[Stored data entries]
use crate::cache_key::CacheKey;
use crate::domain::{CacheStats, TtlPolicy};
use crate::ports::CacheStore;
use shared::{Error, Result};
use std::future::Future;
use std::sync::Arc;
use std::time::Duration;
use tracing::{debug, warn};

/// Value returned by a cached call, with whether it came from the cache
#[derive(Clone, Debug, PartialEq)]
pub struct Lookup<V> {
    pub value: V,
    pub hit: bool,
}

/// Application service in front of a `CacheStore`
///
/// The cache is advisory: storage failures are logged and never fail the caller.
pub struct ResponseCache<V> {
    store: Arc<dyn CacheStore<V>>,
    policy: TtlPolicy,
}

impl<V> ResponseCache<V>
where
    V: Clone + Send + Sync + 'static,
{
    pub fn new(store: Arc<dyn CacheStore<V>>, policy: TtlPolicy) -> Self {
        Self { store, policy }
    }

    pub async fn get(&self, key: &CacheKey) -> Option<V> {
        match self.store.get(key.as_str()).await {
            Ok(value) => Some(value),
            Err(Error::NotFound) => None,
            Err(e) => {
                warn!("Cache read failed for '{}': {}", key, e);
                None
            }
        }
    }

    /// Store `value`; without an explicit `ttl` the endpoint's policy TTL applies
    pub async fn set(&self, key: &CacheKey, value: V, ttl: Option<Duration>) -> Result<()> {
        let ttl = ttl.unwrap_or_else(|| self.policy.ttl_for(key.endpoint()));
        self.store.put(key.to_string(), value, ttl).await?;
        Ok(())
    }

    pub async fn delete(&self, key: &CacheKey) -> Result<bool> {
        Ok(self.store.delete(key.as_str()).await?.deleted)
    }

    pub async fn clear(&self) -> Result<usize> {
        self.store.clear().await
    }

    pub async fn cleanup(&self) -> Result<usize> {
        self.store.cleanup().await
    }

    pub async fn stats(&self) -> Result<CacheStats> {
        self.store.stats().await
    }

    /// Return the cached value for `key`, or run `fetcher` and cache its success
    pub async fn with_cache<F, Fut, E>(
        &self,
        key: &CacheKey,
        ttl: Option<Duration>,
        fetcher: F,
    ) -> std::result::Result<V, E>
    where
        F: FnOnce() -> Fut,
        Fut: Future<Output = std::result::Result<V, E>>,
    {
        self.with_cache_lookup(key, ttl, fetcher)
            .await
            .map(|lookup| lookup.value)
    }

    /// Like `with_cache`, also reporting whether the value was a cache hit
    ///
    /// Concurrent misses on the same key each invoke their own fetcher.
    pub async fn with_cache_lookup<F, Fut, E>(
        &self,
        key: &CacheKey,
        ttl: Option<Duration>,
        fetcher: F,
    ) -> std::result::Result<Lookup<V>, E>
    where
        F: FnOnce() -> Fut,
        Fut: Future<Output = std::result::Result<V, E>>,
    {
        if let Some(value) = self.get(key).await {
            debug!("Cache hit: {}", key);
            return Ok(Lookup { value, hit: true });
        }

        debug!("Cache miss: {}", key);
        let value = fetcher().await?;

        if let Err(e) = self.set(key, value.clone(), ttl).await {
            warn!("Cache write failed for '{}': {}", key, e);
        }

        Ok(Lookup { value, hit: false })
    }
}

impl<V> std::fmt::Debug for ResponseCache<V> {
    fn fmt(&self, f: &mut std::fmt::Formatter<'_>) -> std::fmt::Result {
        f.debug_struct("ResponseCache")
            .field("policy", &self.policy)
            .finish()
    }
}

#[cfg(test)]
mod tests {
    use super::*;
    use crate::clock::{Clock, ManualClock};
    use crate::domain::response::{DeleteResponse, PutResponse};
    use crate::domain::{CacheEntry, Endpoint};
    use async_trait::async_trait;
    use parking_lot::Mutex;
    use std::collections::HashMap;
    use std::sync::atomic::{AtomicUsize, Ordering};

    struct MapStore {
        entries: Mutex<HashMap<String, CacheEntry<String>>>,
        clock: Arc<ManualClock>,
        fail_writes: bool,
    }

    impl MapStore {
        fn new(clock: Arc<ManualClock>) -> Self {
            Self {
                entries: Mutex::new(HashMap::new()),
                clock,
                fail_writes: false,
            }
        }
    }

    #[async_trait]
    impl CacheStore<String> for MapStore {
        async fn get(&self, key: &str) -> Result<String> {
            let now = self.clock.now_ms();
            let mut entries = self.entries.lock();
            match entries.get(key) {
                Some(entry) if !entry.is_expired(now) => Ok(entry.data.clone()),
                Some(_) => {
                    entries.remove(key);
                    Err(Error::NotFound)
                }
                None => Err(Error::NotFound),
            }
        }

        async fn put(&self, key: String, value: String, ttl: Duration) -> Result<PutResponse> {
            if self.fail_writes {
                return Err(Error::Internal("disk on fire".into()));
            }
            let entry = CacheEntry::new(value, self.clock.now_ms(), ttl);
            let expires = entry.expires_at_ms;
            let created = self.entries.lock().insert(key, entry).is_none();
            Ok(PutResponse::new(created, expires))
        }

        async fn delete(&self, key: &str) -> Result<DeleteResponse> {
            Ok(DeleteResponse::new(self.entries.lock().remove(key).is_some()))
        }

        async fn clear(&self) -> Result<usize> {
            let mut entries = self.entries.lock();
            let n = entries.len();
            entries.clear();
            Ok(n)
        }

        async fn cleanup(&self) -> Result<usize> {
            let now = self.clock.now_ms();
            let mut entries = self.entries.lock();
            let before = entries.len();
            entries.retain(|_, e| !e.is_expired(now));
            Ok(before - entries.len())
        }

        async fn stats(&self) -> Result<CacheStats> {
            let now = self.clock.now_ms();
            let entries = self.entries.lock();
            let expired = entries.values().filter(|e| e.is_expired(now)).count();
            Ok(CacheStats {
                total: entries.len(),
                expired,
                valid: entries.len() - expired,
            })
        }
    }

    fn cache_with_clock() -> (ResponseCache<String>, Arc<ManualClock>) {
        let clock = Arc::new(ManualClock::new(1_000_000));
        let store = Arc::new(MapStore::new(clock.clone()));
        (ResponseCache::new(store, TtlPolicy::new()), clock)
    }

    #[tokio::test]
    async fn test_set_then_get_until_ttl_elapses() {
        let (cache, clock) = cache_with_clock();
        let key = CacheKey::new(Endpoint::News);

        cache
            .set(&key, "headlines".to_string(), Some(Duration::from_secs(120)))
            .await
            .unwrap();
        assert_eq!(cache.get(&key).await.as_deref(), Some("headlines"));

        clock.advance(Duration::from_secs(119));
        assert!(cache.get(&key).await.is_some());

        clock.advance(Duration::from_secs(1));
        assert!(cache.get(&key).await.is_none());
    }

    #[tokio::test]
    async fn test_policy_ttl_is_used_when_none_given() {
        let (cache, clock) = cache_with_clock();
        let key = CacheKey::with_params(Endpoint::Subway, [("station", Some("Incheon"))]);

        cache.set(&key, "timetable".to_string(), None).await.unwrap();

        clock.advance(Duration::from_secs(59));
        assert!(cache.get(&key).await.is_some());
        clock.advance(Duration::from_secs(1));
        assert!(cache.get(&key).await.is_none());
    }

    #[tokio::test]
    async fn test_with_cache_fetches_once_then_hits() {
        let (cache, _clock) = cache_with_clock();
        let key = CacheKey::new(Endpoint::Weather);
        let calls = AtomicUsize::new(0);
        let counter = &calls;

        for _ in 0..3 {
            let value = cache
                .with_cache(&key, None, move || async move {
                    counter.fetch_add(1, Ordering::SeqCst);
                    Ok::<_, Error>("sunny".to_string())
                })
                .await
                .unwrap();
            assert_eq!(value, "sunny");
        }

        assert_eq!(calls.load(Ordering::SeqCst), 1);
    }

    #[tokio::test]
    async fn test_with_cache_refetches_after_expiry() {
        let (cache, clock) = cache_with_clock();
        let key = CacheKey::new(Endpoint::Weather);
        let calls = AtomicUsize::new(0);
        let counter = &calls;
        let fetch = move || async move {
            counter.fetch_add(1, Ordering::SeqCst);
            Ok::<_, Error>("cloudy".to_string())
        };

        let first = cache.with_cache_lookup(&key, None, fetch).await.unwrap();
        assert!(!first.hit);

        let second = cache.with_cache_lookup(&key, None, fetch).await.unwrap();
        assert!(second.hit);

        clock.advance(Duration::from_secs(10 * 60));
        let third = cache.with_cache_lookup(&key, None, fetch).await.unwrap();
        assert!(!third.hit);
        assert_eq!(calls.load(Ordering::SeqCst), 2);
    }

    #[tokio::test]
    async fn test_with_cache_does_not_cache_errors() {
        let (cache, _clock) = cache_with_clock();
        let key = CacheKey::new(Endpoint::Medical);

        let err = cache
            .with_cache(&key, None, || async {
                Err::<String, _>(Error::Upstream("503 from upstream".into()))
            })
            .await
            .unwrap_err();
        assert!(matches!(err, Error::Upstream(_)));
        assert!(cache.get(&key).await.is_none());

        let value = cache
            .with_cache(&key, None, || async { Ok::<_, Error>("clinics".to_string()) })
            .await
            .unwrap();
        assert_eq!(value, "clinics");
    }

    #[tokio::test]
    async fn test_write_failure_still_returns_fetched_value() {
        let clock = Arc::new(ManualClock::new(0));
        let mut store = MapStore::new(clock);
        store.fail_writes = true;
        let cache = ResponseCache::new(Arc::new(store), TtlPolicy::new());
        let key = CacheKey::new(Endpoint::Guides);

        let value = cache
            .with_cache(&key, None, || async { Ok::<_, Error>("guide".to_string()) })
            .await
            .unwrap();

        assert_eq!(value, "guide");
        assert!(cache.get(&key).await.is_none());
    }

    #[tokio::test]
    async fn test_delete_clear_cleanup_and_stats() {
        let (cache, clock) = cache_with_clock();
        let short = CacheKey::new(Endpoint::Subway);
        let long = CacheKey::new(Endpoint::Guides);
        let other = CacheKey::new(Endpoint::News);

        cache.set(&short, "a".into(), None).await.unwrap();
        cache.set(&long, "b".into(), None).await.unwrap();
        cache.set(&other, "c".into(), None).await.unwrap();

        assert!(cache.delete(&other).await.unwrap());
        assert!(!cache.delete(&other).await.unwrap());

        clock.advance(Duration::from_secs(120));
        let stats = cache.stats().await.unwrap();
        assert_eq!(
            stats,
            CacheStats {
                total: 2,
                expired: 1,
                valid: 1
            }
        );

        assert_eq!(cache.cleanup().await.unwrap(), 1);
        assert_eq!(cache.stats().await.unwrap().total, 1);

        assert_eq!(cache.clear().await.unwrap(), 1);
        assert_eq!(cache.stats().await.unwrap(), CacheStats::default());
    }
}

§ **TASK BRIEF**: Your reply is one number: how many lines of the records above contain the word "other".

§ **ANSWER TO THIS TASK**: 4